Described by President Robert Mugabe as a “critical milestone in the implementation and finalisation of the land reform programme”, the leases were launched in 2006 to give the new farmers tenure which would serve as collateral to enable them to access funding for agricultural production.

But recent reports presented to the party’s central committee and the party’s annual conference held in Chinhoyi last month, indicate that only 53 leases for A2 farmers were given out last year, bringing the cumulative total to 140 leases registered to date. This is a minuscule figure given reports that over 240 000 new farmers have been given land since 2000.

“Fifty-three 99-year leases for model A2 farmers were produced this year,” reads the report. “Registration was completed for eight of them bringing the cumulative total of 140 leases registered to date.”

Zanu PF said the failure is due to funding problems which have incapacitated the surveyor-general’s department which is tasked with drawing up the leases, forcing it to sub-contract to private surveyors who are owed over US$6 million by the cash-strapped government.

The party also admitted it still faces a huge dilemma of making the leases acceptable as collateral against which farmers can access loans to finance their activities while at the same time ensuring that this is not abused by beneficiaries.

It said: “Efforts to make the 99-year leases bankable are in progress,” however “the challenge is how to make the lease collateral-friendly without turning it into a document that may facilitate the reversal of the gains of the land reform programme”.

The government chose to issue the new farmers with 99-year leases, but these have been widely rejected as a form of collateral by lending institutions that argue they cannot repossess the land in the event of default as legally it still belongs to government.

Although the Bankers Association of Zimbabwe (Baz) could not be reached for comment as its phones went unanswered, last month it proposed government establishes a special purpose vehicle that would pay for loans in the event farmers default.

The Commercial Farmers Union (CFU), whose predominantly white members lost their land, have been vocal opponents of the 99-year leases, arguing that it turns the land into “dead capital” which cannot be accepted as collateral.

“Fourteen years after the start of the fast-track (land reform) programme, people have access to land, but they cannot raise the capital to farm.
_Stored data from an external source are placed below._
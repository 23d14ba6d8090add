//! Canonical serialization of atomic transactions and UTXOs.
//!
//! The wire shape follows the linear codec of the UTXO side: every top-level value starts with a
//! two-byte codec version, integers are big-endian, slices carry a `u32` length prefix and every
//! interface-typed value is preceded by the `u32` type id it was registered under. This module is
//! the only place allowed to read or write these byte shapes.

use thiserror::Error;

use crate::common::{Id, ShortId};

pub const CODEC_VERSION: u16 = 0;
pub const MAX_SLICE_LEN: usize = 256 * 1024;

/// Type ids registered with the codec. The numbering has gaps because the UTXO side registers
/// more types than this chain ever reads.
pub mod type_id {
    pub const IMPORT_TX: u32 = 0;
    pub const EXPORT_TX: u32 = 1;
    pub const SECP_TRANSFER_INPUT: u32 = 5;
    pub const SECP_TRANSFER_OUTPUT: u32 = 7;
    pub const SECP_CREDENTIAL: u32 = 9;
}

#[derive(Error, Debug, Clone, PartialEq, Eq)]
pub enum CodecError {
    #[error("insufficient length: need {need} bytes at offset {offset}")]
    InsufficientLength { offset: usize, need: usize },
    #[error("unknown codec version {0}")]
    UnknownVersion(u16),
    #[error("unknown type id {0}")]
    UnknownTypeId(u32),
    #[error("slice length {0} exceeds the maximum")]
    SliceTooLong(usize),
    #[error("{0} trailing bytes after the value")]
    TrailingBytes(usize),
}

/// A value with a canonical byte shape.
pub trait Packable: Sized {
    fn pack(&self, p: &mut Packer);
    fn unpack(u: &mut Unpacker<'_>) -> Result<Self, CodecError>;
}

#[derive(Default)]
pub struct Packer {
    buff: Vec<u8>,
}

impl Packer {
    pub fn new() -> Self {
        Self::default()
    }

    #[inline]
    pub fn pack_u16(&mut self, v: u16) {
        self.buff.extend_from_slice(&v.to_be_bytes())
    }

    #[inline]
    pub fn pack_u32(&mut self, v: u32) {
        self.buff.extend_from_slice(&v.to_be_bytes())
    }

    #[inline]
    pub fn pack_u64(&mut self, v: u64) {
        self.buff.extend_from_slice(&v.to_be_bytes())
    }

    #[inline]
    pub fn pack_fixed(&mut self, bytes: &[u8]) {
        self.buff.extend_from_slice(bytes)
    }

    pub fn pack_slice<T: Packable>(&mut self, items: &[T]) {
        self.pack_u32(items.len() as u32);
        for item in items {
            item.pack(self)
        }
    }

    pub fn into_bytes(self) -> Vec<u8> {
        self.buff
    }
}

pub struct Unpacker<'a> {
    bytes: &'a [u8],
    offset: usize,
}

impl<'a> Unpacker<'a> {
    pub fn new(bytes: &'a [u8]) -> Self {
        Self { bytes, offset: 0 }
    }

    fn take(&mut self, n: usize) -> Result<&'a [u8], CodecError> {
        if self.bytes.len() - self.offset < n {
            return Err(CodecError::InsufficientLength {
                offset: self.offset,
                need: n,
            })
        }
        let s = &self.bytes[self.offset..self.offset + n];
        self.offset += n;
        Ok(s)
    }

    pub fn unpack_u16(&mut self) -> Result<u16, CodecError> {
        let mut b = [0u8; 2];
        b.copy_from_slice(self.take(2)?);
        Ok(u16::from_be_bytes(b))
    }

    pub fn unpack_u32(&mut self) -> Result<u32, CodecError> {
        let mut b = [0u8; 4];
        b.copy_from_slice(self.take(4)?);
        Ok(u32::from_be_bytes(b))
    }

    pub fn unpack_u64(&mut self) -> Result<u64, CodecError> {
        let mut b = [0u8; 8];
        b.copy_from_slice(self.take(8)?);
        Ok(u64::from_be_bytes(b))
    }

    pub fn unpack_fixed<const N: usize>(&mut self) -> Result<[u8; N], CodecError> {
        let mut b = [0u8; N];
        b.copy_from_slice(self.take(N)?);
        Ok(b)
    }

    pub fn unpack_slice<T: Packable>(&mut self) -> Result<Vec<T>, CodecError> {
        let len = self.unpack_u32()? as usize;
        if len > MAX_SLICE_LEN {
            return Err(CodecError::SliceTooLong(len))
        }
        // every element takes at least one byte
        if len > self.remaining() {
            return Err(CodecError::InsufficientLength {
                offset: self.offset,
                need: len,
            })
        }
        let mut items = Vec::with_capacity(len);
        for _ in 0..len {
            items.push(T::unpack(self)?)
        }
        Ok(items)
    }

    #[inline]
    pub fn remaining(&self) -> usize {
        self.bytes.len() - self.offset
    }
}

impl Packable for Id {
    fn pack(&self, p: &mut Packer) {
        p.pack_fixed(self.as_bytes())
    }
    fn unpack(u: &mut Unpacker<'_>) -> Result<Self, CodecError> {
        Ok(Id::new(u.unpack_fixed()?))
    }
}

impl Packable for ShortId {
    fn pack(&self, p: &mut Packer) {
        p.pack_fixed(self.as_bytes())
    }
    fn unpack(u: &mut Unpacker<'_>) -> Result<Self, CodecError> {
        Ok(ShortId::new(u.unpack_fixed()?))
    }
}

impl Packable for u32 {
    fn pack(&self, p: &mut Packer) {
        p.pack_u32(*self)
    }
    fn unpack(u: &mut Unpacker<'_>) -> Result<Self, CodecError> {
        u.unpack_u32()
    }
}

/// Process-wide codec entry point.
pub struct Codec;

impl Codec {
    /// Serialize `value` behind the codec version prefix.
    pub fn marshal<T: Packable>(value: &T) -> Vec<u8> {
        let mut p = Packer::new();
        p.pack_u16(CODEC_VERSION);
        value.pack(&mut p);
        p.into_bytes()
    }

    /// Deserialize a value previously produced by [Codec::marshal]. The whole input must be
    /// consumed.
    pub fn unmarshal<T: Packable>(bytes: &[u8]) -> Result<T, CodecError> {
        let mut u = Unpacker::new(bytes);
        let version = u.unpack_u16()?;
        if version != CODEC_VERSION {
            return Err(CodecError::UnknownVersion(version))
        }
        let value = T::unpack(&mut u)?;
        if u.remaining() != 0 {
            return Err(CodecError::TrailingBytes(u.remaining()))
        }
        Ok(value)
    }
}

/// Whether `items` are in ascending order of their canonical serialization. Equal neighbours
/// count as sorted.
pub fn is_sorted_by_bytes<T: Packable>(items: &[T]) -> bool {
    let mut prev: Option<Vec<u8>> = None;
    for item in items {
        let cur = Codec::marshal(item);
        if let Some(prev) = &prev {
            if prev > &cur {
                return false
            }
        }
        prev = Some(cur);
    }
    true
}

/// Sort `items` by their canonical serialization.
pub fn sort_by_bytes<T: Packable>(items: &mut Vec<T>) {
    let mut keyed: Vec<(Vec<u8>, T)> = items
        .drain(..)
        .map(|item| (Codec::marshal(&item), item))
        .collect();
    keyed.sort_by(|a, b| a.0.cmp(&b.0));
    items.extend(keyed.into_iter().map(|(_, item)| item));
}

#[cfg(test)]
mod tests {
    use super::*;

    #[derive(Debug, PartialEq)]
    struct Pair(u32, Id);

    impl Packable for Pair {
        fn pack(&self, p: &mut Packer) {
            p.pack_u32(self.0);
            self.1.pack(p);
        }
        fn unpack(u: &mut Unpacker<'_>) -> Result<Self, CodecError> {
            Ok(Pair(u.unpack_u32()?, Id::unpack(u)?))
        }
    }

    #[test]
    fn test_marshal_layout() {
        let bytes = Codec::marshal(&Pair(0x01020304, Id::new([9; 32])));
        assert_eq!(&bytes[..6], &[0, 0, 1, 2, 3, 4]);
        assert_eq!(bytes.len(), 2 + 4 + 32);
        assert_eq!(
            Codec::unmarshal::<Pair>(&bytes).unwrap(),
            Pair(0x01020304, Id::new([9; 32]))
        );
    }

    #[test]
    fn test_unmarshal_rejects_bad_input() {
        let mut bytes = Codec::marshal(&Pair(1, Id::new([1; 32])));
        assert!(matches!(
            Codec::unmarshal::<Pair>(&bytes[..10]),
            Err(CodecError::InsufficientLength { .. })
        ));
        bytes.push(0);
        assert_eq!(
            Codec::unmarshal::<Pair>(&bytes),
            Err(CodecError::TrailingBytes(1))
        );
        bytes[1] = 1;
        assert_eq!(
            Codec::unmarshal::<Pair>(&bytes),
            Err(CodecError::UnknownVersion(1))
        );
    }

    #[test]
    fn test_slice_length_guard() {
        let mut p = Packer::new();
        p.pack_u16(CODEC_VERSION);
        p.pack_u32(u32::MAX);
        assert!(matches!(
            Codec::unmarshal::<Vec<u32>>(&p.into_bytes()),
            Err(CodecError::SliceTooLong(_))
        ));
    }

    #[test]
    fn test_sort_by_bytes() {
        let mut items = vec![
            Pair(3, Id::default()),
            Pair(1, Id::new([2; 32])),
            Pair(1, Id::new([1; 32])),
        ];
        assert!(!is_sorted_by_bytes(&items));
        sort_by_bytes(&mut items);
        assert!(is_sorted_by_bytes(&items));
        assert_eq!(items[0], Pair(1, Id::new([1; 32])));
        assert_eq!(items[2], Pair(3, Id::default()));
    }

    impl Packable for Vec<u32> {
        fn pack(&self, p: &mut Packer) {
            p.pack_slice(self)
        }
        fn unpack(u: &mut Unpacker<'_>) -> Result<Self, CodecError> {
            u.unpack_slice()
        }
    }
}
Production has consequently fallen and many farms lie idle,” said CFU president Charles Taffs.

“Those people with the land are in a trap because the lack of secure tenure prevents them from raising capital.”

In addition, the government admitted to failing to pay compensation to former white farmers who won their cases at the International Centre for Settlement of Investment Disputes (ICSID), an international institution established to deal with disputes between states and nationals of other states.

“The Dutch farmers who took the country to the ICSID and won have not been paid due to inadequacy of funds,” read the report. “In addition, a German family, the Von Pezolds, have also taken us to the ICSID for their farms Forrester Estates and Border Timbers which we acquired and partially resettled.”

The Von Pezolds are said to be demanding US$600 million.